▶ **WORK ORDER**:
Lines from the beginning of the data through the line containing "use crate::steem::SignedTransaction;" are to be copied exactly, with no other line included.

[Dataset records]

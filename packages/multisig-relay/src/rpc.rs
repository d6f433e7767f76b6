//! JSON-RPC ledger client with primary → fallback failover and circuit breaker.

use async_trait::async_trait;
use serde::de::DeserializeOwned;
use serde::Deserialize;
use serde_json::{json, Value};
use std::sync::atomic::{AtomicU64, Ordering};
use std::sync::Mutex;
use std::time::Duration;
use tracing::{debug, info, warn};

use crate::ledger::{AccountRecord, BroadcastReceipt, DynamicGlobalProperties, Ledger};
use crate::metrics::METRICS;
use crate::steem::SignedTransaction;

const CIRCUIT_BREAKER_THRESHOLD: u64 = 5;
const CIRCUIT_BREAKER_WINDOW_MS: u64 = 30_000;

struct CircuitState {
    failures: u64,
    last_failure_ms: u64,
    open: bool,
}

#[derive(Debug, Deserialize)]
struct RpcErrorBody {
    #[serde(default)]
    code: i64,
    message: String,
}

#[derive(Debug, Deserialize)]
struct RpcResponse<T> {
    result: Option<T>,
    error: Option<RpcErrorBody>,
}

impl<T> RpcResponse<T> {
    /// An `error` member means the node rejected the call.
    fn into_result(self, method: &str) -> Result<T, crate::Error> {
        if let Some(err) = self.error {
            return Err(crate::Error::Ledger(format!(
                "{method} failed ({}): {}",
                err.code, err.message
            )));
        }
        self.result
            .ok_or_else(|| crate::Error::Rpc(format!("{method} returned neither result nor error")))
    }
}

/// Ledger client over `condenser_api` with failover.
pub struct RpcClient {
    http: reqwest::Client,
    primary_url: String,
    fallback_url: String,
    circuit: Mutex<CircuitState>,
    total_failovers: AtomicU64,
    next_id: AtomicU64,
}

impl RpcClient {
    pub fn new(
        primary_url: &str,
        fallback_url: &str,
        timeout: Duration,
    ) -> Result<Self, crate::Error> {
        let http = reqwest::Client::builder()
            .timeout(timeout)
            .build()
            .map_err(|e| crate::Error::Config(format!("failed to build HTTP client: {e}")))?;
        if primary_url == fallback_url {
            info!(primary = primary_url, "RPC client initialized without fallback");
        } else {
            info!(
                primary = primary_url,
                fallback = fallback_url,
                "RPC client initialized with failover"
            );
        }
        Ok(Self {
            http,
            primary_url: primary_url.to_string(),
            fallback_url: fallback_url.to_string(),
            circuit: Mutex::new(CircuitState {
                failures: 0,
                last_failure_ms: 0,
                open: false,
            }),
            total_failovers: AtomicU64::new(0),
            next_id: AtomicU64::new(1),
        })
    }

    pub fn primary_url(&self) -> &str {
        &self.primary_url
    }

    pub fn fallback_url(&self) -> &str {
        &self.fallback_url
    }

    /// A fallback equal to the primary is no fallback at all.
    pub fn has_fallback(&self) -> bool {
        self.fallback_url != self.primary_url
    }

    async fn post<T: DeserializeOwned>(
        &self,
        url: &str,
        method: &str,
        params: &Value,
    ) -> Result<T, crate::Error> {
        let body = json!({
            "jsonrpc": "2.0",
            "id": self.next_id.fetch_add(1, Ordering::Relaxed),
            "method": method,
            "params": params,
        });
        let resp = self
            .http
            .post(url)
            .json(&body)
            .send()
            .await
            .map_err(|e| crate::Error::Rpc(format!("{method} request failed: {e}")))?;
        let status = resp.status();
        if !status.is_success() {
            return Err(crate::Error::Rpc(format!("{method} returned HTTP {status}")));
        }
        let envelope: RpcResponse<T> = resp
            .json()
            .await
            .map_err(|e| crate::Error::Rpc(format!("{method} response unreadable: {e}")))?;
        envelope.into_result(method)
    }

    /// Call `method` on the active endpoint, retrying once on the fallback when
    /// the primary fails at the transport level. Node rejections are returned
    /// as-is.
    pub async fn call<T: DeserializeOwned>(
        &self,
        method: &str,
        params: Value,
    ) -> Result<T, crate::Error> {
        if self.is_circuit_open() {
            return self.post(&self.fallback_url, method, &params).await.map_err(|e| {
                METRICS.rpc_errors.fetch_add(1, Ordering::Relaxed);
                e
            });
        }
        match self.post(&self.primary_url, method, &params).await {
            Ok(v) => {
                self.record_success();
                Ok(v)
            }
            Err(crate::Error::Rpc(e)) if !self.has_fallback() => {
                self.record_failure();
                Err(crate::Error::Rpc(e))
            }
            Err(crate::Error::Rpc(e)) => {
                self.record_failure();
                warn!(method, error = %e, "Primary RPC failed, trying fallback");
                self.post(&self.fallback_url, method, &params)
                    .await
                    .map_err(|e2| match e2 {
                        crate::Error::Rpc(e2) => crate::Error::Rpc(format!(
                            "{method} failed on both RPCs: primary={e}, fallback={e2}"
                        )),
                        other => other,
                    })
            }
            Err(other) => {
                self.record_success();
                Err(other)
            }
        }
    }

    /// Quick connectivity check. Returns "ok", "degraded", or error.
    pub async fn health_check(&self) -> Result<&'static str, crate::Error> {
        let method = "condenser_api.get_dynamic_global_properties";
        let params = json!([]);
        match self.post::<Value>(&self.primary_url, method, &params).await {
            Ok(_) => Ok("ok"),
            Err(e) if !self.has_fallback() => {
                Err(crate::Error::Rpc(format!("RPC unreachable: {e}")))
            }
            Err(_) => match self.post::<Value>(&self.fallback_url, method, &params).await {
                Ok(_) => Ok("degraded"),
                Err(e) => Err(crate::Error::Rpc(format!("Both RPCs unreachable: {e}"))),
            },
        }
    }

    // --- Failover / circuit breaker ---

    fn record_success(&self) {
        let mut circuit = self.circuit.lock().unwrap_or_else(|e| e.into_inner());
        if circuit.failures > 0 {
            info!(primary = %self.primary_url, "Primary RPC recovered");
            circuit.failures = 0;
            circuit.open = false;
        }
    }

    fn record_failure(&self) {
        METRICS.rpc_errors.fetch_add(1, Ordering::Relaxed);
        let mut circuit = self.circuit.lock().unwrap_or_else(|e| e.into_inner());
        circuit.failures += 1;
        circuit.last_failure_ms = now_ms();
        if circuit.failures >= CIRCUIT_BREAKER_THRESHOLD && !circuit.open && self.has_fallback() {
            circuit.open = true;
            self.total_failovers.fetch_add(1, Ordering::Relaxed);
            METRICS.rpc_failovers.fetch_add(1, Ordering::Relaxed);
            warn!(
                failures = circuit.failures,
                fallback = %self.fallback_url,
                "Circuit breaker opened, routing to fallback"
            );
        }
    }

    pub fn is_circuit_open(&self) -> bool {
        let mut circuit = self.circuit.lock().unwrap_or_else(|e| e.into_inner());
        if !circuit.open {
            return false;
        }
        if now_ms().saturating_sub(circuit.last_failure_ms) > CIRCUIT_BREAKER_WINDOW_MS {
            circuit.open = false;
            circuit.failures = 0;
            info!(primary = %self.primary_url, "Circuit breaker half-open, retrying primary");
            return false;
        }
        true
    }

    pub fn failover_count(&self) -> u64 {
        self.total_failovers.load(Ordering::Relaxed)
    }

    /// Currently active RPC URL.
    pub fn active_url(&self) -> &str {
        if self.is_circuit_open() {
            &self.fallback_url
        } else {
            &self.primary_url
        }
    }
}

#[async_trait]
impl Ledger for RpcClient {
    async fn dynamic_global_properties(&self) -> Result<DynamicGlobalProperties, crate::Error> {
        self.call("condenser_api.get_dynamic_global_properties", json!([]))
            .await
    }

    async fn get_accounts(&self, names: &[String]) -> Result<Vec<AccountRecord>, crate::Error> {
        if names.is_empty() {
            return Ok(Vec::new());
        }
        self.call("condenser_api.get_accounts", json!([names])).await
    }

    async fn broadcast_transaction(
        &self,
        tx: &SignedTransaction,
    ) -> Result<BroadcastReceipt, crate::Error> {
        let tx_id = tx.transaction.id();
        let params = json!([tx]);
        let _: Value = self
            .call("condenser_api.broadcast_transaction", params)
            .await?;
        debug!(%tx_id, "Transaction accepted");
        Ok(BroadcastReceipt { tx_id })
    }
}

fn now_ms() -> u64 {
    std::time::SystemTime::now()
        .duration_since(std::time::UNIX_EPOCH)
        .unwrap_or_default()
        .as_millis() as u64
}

▶ **RESULT**:
filename packages/multisig-relay/src/rpc.rs
repository d6f433e7767f76b6
//! JSON-RPC ledger client with primary → fallback failover and circuit breaker.

use async_trait::async_trait;
use serde::de::DeserializeOwned;
use serde::Deserialize;
use serde_json::{json, Value};
use std::sync::atomic::{AtomicU64, Ordering};
use std::sync::Mutex;
use std::time::Duration;
use tracing::{debug, info, warn};

use crate::ledger::{AccountRecord, BroadcastReceipt, DynamicGlobalProperties, Ledger};
use crate::metrics::METRICS;
use crate::steem::SignedTransaction;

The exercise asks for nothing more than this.